Delivered last night,finally is on my wrist.It's a V series. Here is my quick review.
*
Why did I chose the 14060M*:

I've been digging vintage lookalike watches lately,and we all know the story behind the Rolex Submariner. The first,the original Submariner was a simple no date watch. Even the COSC/RRR writings are a bit of an extra in this model,but I wanted to have the 3130 movement,so I have to deal with them. And also,even if beautiful,the classic 16610 is seen everywhere nowdays. I just wanted to pick something a bit more unnoticeable.

*Look:10/10* 
Take it to the beach,take it to a cocktail,take it mowing the lawn,this guy is ready to asnwer the call. The bubbleless glass makes it even more practical and sharp. The Submariner design has been around for more than 50 years,it's a well know design that made a long lasting impression in all of us many years ago even if we were not into watches yet.

*Case : 10/10
*Another needless to talk about point. Sturdy and well refined,it screams at you " ehy !! take me to the sea,hurry !! "

*Bracelet 5/10.
*Sorry folks,Rolex missed it completely here. It's not the bracelet itself that bad,it's the clasp and the diving extension. Don't be fooled about the " Rolex wanted to keep the original design" thing...that's just bs to me.

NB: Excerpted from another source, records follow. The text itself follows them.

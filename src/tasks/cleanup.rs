//! Expiry Sweep Task
//!
//! Background task that periodically removes stale cache entries.

use std::time::Duration;

use tokio::task::JoinHandle;
use tracing::{debug, info};

use crate::service::SharedCache;

/// Spawns a background task that calls `clear_expired` on the cache.
///
/// The task loops forever, sleeping `cleanup_interval_secs` between sweeps
/// (at least one second). Abort the returned handle during shutdown.
///
/// # Example
/// ```ignore
/// let cleanup_handle = spawn_cleanup_task(service.cache(), 60);
/// // Later, during shutdown:
/// cleanup_handle.abort();
/// ```
pub fn spawn_cleanup_task(cache: SharedCache, cleanup_interval_secs: u64) -> JoinHandle<()> {
    spawn_with_interval(cache, Duration::from_secs(cleanup_interval_secs.max(1)))
}

fn spawn_with_interval(cache: SharedCache, interval: Duration) -> JoinHandle<()> {
    tokio::spawn(async move {
        info!("Starting cache expiry sweep every {:?}", interval);

        loop {
            tokio::time::sleep(interval).await;

            let removed = cache.write().await.clear_expired();

            if removed > 0 {
                info!("Cache sweep: removed {} expired entries", removed);
            } else {
                debug!("Cache sweep: no expired entries found");
            }
        }
    })
}
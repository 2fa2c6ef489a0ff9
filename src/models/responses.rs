//! Response DTOs for the corpus server API
//!
//! Defines the structure of outgoing HTTP response bodies.

use serde::Serialize;
use serde_json::Value;

use crate::cache::CacheStats;
use crate::corpus::{AvailabilityFlags, CorpusId};
use crate::engine::{ListingEntry, SearchResult};

/// Response body for `GET /search/:corpus`
#[derive(Debug, Clone, Serialize)]
pub struct SearchResponse {
    pub corpus: CorpusId,
    pub query: String,
    pub total: usize,
    pub results: Vec<SearchResult>,
    /// Human-readable note when nothing matched
    #[serde(skip_serializing_if = "Option::is_none")]
    pub message: Option<String>,
}

impl SearchResponse {
    pub fn new(corpus: CorpusId, query: impl Into<String>, results: Vec<SearchResult>) -> Self {
        let query = query.into();
        let message = if results.is_empty() {
            Some(format!("No matches for '{}' in {}", query.trim(), corpus))
        } else {
            None
        };
        Self {
            corpus,
            total: results.len(),
            query,
            results,
            message,
        }
    }
}

/// Response body for `GET /list/:corpus`
#[derive(Debug, Clone, Serialize)]
pub struct ListResponse {
    pub corpus: CorpusId,
    pub total: usize,
    pub entries: Vec<ListingEntry>,
}

impl ListResponse {
    pub fn new(corpus: CorpusId, entries: Vec<ListingEntry>) -> Self {
        Self {
            corpus,
            total: entries.len(),
            entries,
        }
    }
}

/// Response body for `GET /cache/stats`
#[derive(Debug, Clone, Serialize)]
pub struct CacheStatsResponse {
    pub entry_count: usize,
    pub ttl_seconds: u64,
    pub hits: u64,
    pub misses: u64,
    /// Hit rate (hits / (hits + misses))
    pub hit_rate: f64,
}

impl From<CacheStats> for CacheStatsResponse {
    fn from(stats: CacheStats) -> Self {
        Self {
            hit_rate: stats.hit_rate(),
            entry_count: stats.entry_count,
            ttl_seconds: stats.ttl_seconds,
            hits: stats.hits,
            misses: stats.misses,
        }
    }
}

/// Response body for `DELETE /cache`
#[derive(Debug, Clone, Serialize)]
pub struct CacheClearResponse {
    pub message: String,
    pub removed: usize,
}

impl CacheClearResponse {
    pub fn new(removed: usize) -> Self {
        Self {
            message: format!("Cleared {} cached entries", removed),
            removed,
        }
    }
}

/// Response body for `GET /corpora`
#[derive(Debug, Clone, Serialize)]
pub struct CorporaResponse {
    pub available: AvailabilityFlags,
    pub max_results: usize,
}

/// Response body for `POST /call`
#[derive(Debug, Clone, Serialize)]
pub struct CallResponse {
    pub method: String,
    pub result: Value,
}

/// Response body for the health endpoint (GET /health)
#[derive(Debug, Clone, Serialize)]
pub struct HealthResponse {
    /// Health status (e.g., "healthy")
    pub status: String,
    /// Current timestamp in ISO 8601 format
    pub timestamp: String,
}

impl HealthResponse {
    /// Creates a new HealthResponse with current timestamp
    pub fn healthy() -> Self {
        Self {
            status: "healthy".to_string(),
            timestamp: chrono::Utc::now().to_rfc3339(),
        }
    }
}

/// Error response body for all error conditions
#[derive(Debug, Clone, Serialize)]
pub struct ErrorResponse {
    /// Error message describing what went wrong
    pub error: String,
}

impl ErrorResponse {
    pub fn new(error: impl Into<String>) -> Self {
        Self {
            error: error.into(),
        }
    }
}
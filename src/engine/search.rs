//! Search Engine
//!
//! Linear-scan, case-insensitive literal search over every file of a corpus.
//! Two entry points share the walk, matching and ranking steps:
//!
//! - [`search_documentation`] attaches a paragraph-bounded context block to
//!   each hit and applies the starts-with and context bonuses.
//! - [`search_directory`] reports bare line hits with the contains bonus only.

use std::path::Path;

use regex::{Regex, RegexBuilder};
use serde::Serialize;
use tracing::{debug, warn};

use crate::corpus::read_text;
use crate::engine::walk::{relative_path, walk_files};
use crate::error::{CorpusError, Result};

/// Minimum query length after trimming.
pub const MIN_QUERY_LEN: usize = 2;

/// Lines kept on each side of a hit before paragraph growth.
pub const CONTEXT_RADIUS: usize = 3;

const BASE_SCORE: f64 = 1.0;
const CONTAINS_BONUS: f64 = 0.5;
const STARTS_WITH_BONUS: f64 = 0.3;
const CONTEXT_BONUS: f64 = 0.2;

// == Search Result ==
/// A single matching line.
#[derive(Debug, Clone, PartialEq, Serialize)]
pub struct SearchResult {
    /// 1-based line number
    pub line: usize,
    /// Matching line, trimmed
    pub content: String,
    /// Surrounding paragraph, documentation search only
    #[serde(skip_serializing_if = "Option::is_none")]
    pub context: Option<String>,
    /// Path relative to the corpus root
    pub file: String,
    pub score: f64,
    /// Query as given by the caller
    pub pattern: String,
}

// == Literal Matcher ==
/// Case-insensitive matcher that treats the query as plain text.
#[derive(Debug, Clone)]
pub struct LiteralMatcher {
    regex: Regex,
}

impl LiteralMatcher {
    /// Compiles `pattern` with every regex metacharacter escaped.
    pub fn new(pattern: &str) -> Result<Self> {
        let regex = RegexBuilder::new(&regex::escape(pattern))
            .case_insensitive(true)
            .build()
            .map_err(|e| CorpusError::Pattern(e.to_string()))?;
        Ok(Self { regex })
    }

    /// True if the query occurs anywhere in `line`.
    pub fn is_match(&self, line: &str) -> bool {
        self.regex.is_match(line)
    }

    // Bonuses use the same case folding as matching.
    fn contained_in(&self, line: &str) -> bool {
        self.regex.is_match(line)
    }

    fn starts(&self, line: &str) -> bool {
        self.regex.find(line).is_some_and(|m| m.start() == 0)
    }
}

/// Trims the query and rejects it when shorter than [`MIN_QUERY_LEN`].
pub fn validate_query(pattern: &str) -> Result<&str> {
    let trimmed = pattern.trim();
    if trimmed.chars().count() < MIN_QUERY_LEN {
        return Err(CorpusError::Validation(format!(
            "Query must be at least {} characters",
            MIN_QUERY_LEN
        )));
    }
    Ok(trimmed)
}

#[derive(Debug, Clone, Copy, PartialEq, Eq)]
enum Variant {
    Documentation,
    Directory,
}

/// Searches documentation pages, attaching context to every hit.
pub fn search_documentation(
    root: &Path,
    suffix: &str,
    pattern: &str,
    max_results: usize,
) -> Result<Vec<SearchResult>> {
    search(root, suffix, pattern, max_results, Variant::Documentation)
}

/// Searches a source directory tree; hits carry no context.
pub fn search_directory(
    root: &Path,
    suffix: &str,
    pattern: &str,
    max_results: usize,
) -> Result<Vec<SearchResult>> {
    search(root, suffix, pattern, max_results, Variant::Directory)
}

fn search(
    root: &Path,
    suffix: &str,
    pattern: &str,
    max_results: usize,
    variant: Variant,
) -> Result<Vec<SearchResult>> {
    let query = validate_query(pattern)?;

    if !root.is_dir() {
        return Err(CorpusError::NotFound(root.display().to_string()));
    }

    let matcher = match LiteralMatcher::new(query) {
        Ok(matcher) => matcher,
        Err(err) => {
            // No file can match; the call still succeeds.
            warn!("Skipping search for {:?}: {}", query, err);
            return Ok(Vec::new());
        }
    };

    let mut results = Vec::new();
    for path in walk_files(root, suffix) {
        let text = match read_text(&path) {
            Ok(text) => text,
            Err(err) => {
                debug!("Skipping unreadable file: {}", err);
                continue;
            }
        };
        let file = relative_path(root, &path);
        scan_text(&text, &file, pattern, &matcher, variant, &mut results);
    }

    debug!(
        "Search {:?} under {} found {} raw matches",
        query,
        root.display(),
        results.len()
    );

    rank_results(&mut results, max_results);
    Ok(results)
}

fn scan_text(
    text: &str,
    file: &str,
    pattern: &str,
    matcher: &LiteralMatcher,
    variant: Variant,
    results: &mut Vec<SearchResult>,
) {
    let lines: Vec<&str> = text.lines().collect();

    for (idx, raw) in lines.iter().enumerate() {
        if !matcher.is_match(raw) {
            continue;
        }

        let mut score = BASE_SCORE;
        if matcher.contained_in(raw) {
            score += CONTAINS_BONUS;
        }

        let context = match variant {
            Variant::Directory => None,
            Variant::Documentation => {
                if matcher.starts(raw) {
                    score += STARTS_WITH_BONUS;
                }
                let context = extract_context(&lines, idx);
                if context.len() > raw.len() {
                    score += CONTEXT_BONUS;
                }
                Some(context)
            }
        };

        results.push(SearchResult {
            line: idx + 1,
            content: raw.trim().to_string(),
            context,
            file: file.to_string(),
            score,
            pattern: pattern.to_string(),
        });
    }
}

/// Paragraph-bounded block around `lines[idx]`.
///
/// Starts at `idx ± CONTEXT_RADIUS` clamped to the file, then grows each edge
/// outward until a blank line or the file boundary.
pub fn extract_context(lines: &[&str], idx: usize) -> String {
    if lines.is_empty() {
        return String::new();
    }
    let last = lines.len() - 1;
    let mut start = idx.saturating_sub(CONTEXT_RADIUS);
    let mut end = (idx + CONTEXT_RADIUS).min(last);

    while start > 0 && !lines[start - 1].trim().is_empty() {
        start -= 1;
    }
    while end < last && !lines[end + 1].trim().is_empty() {
        end += 1;
    }

    lines[start..=end].join("\n").trim().to_string()
}

/// Sorts by score descending, keeping discovery order on ties, then caps the
/// list at `max_results`.
pub fn rank_results(results: &mut Vec<SearchResult>, max_results: usize) {
    // `sort_by` is stable.
    results.sort_by(|a, b| b.score.total_cmp(&a.score));
    results.truncate(max_results);
}
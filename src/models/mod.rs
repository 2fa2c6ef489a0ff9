//! Request and Response models for the corpus server API
//!
//! DTOs used only at the HTTP boundary.

pub mod requests;
pub mod responses;

// Re-export commonly used types
pub use requests::{CallArguments, CallRequest, SearchParams};
pub use responses::{
    CacheClearResponse, CacheStatsResponse, CallResponse, CorporaResponse, ErrorResponse,
    HealthResponse, ListResponse, SearchResponse,
};
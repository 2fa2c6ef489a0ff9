//! Corpus Server - cached search and listing over read-only text corpora
//!
//! Serves documentation pages, example files and library module trees through
//! full-text search, recursive listing and single-item retrieval, with results
//! held in a time-bounded cache.

pub mod api;
pub mod cache;
pub mod config;
pub mod corpus;
pub mod engine;
pub mod error;
pub mod models;
pub mod service;
pub mod tasks;

pub use api::AppState;
pub use config::Config;
pub use error::{CorpusError, Result};
pub use service::CorpusService;
pub use tasks::spawn_cleanup_task;
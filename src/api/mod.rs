//! API Module
//!
//! HTTP handlers, routing and method dispatch for the corpus server.
//!
//! # Endpoints
//! - `GET /search/:corpus?q=` - Ranked full-text search
//! - `GET /list/:corpus` - Listing with descriptions
//! - `GET /item/:corpus/*name` - Single file content
//! - `GET /module/:corpus/:name` - Module introspection
//! - `GET /corpora`, `GET /cache/stats`, `DELETE /cache`, `GET /health`
//! - `POST /call` - Dispatch through the operation registry

pub mod dispatch;
pub mod handlers;
pub mod routes;

pub use dispatch::{Operation, OperationRegistry};
pub use handlers::*;
pub use routes::create_router;
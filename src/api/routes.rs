//! API Routes
//!
//! Configures the Axum router with all corpus server endpoints.

use axum::{
    routing::{delete, get, post},
    Router,
};
use tower_http::{
    cors::{Any, CorsLayer},
    trace::TraceLayer,
};

use super::handlers::{
    cache_clear_handler, cache_stats_handler, call_handler, corpora_handler, health_handler,
    item_handler, list_handler, module_handler, search_handler, AppState,
};

/// Creates the main router with all endpoints configured.
///
/// # Endpoints
/// - `GET /search/:corpus?q=` - Ranked full-text search
/// - `GET /list/:corpus` - Name-sorted listing with descriptions
/// - `GET /item/:corpus/*name` - Single file content
/// - `GET /module/:corpus/:name` - README and direct files of a module
/// - `GET /corpora` - Corpus availability
/// - `GET /cache/stats` - Cache statistics
/// - `DELETE /cache` - Drop all cached results
/// - `POST /call` - Dispatch by method name
/// - `GET /health` - Health check endpoint
pub fn create_router(state: AppState) -> Router {
    let cors = CorsLayer::new()
        .allow_origin(Any)
        .allow_methods(Any)
        .allow_headers(Any);

    Router::new()
        .route("/search/:corpus", get(search_handler))
        .route("/list/:corpus", get(list_handler))
        .route("/item/:corpus/*name", get(item_handler))
        .route("/module/:corpus/:name", get(module_handler))
        .route("/corpora", get(corpora_handler))
        .route("/cache/stats", get(cache_stats_handler))
        .route("/cache", delete(cache_clear_handler))
        .route("/call", post(call_handler))
        .route("/health", get(health_handler))
        .layer(cors)
        .layer(TraceLayer::new_for_http())
        .with_state(state)
}
//! Corpus Module
//!
//! Corpus root resolution and file content access.

mod reader;
mod resolver;

pub use reader::read_text;
pub use resolver::{
    AvailabilityFlags, CorpusId, CorpusLocation, CorpusResolver, DOCS_DIR, EXAMPLES_DIR,
    STDLIB_DIR,
};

Rolex keep the original design and saves a lot of money by cutting costs on this bracelet,period. The clasp rattle,the divesuit extension it's right there in plain view. Ok,I will be long gone before this bracelet will show any sign of wear,but I guess you've got the point..

*Packaging : 8/10
*Call me a weirdo but I love Rolex packaging. While the one from my previous Sea Dweller was a bit on the bulky side,the Submariner line's box is nice and little. And the creamy suede smells good too....:-!

*Price : 6/10
*Steep,of course. AD price of Euro 4180.00 is a bit outrageous. I've bought it brand new on the grey market for 3000.00 Euro and I'm ok with that. Euro 2500 at AD is the right price to pay for a watch like this,IMHO.

*general score : 8/10
*Here I am dressed in white polo shirt,khaki shorts and sandals. Later on I may wear a nice collar shirt and keep my cargos. Or maybe wear some very smart trousers with a custom made shirt. The 14060M will fit your style no matter what it is. I'm a cargo and fleece guy,the 14060m may actually give a bit of a stylish accent to my casual clothes. Not that is something I do care about but wife may be happy to see a more stylish hubby instead of the usual outdoor nerd.

Bottom line:

I cannot live with a dateless watch,trust me.All my other watches have date display. But after a too heavy to use Sea Dweller,a too funky LV,the choice landed on a no date sporty Rolex. Again,the 16610 date Sub is all over the place so the 14060M was the watch to pick this time,even if it has no date. I've felt lost just for a few hours without the date,and sure is not a watch to take on vacation if you have flights scheduled,fixed car rental returns and different time zones. But I'm at work right now and besides brain training in keeping the date,I have a lots of places to look at for the date.

Have a great summer everyone :-!:-!


----------



## crazyfingers (Jun 3, 2009)

I was looking to buy the Sub-no date soon and this review helped. Thanks


----------



## cshecks (Feb 12, 2009)

Good review. I too need date. I agree, the no-date looks very clean and is aesthetically more pleasing. But I have to have the date. Grrrrr.


----------



## Elmo151 (Jan 8, 2009)

I get the date from my cell phone. rarely need to look at the date, for signing checks or making appts


----------



## Foxglove (Apr 15, 2009)

Good quick review. I totally agree with the bracelet. I do, however really like the new Rolex bracelet that has been phased in to most if not all of their oyster lineup. It's a major step up from the old hollow link, hollow feel bracelet.

I hope this isn't too crass, but Helenarou will sell you a "glidelock" clasp + bracelet that will fit your rolex for about $60. Just an idea. (Helenarou).

~Ross


----------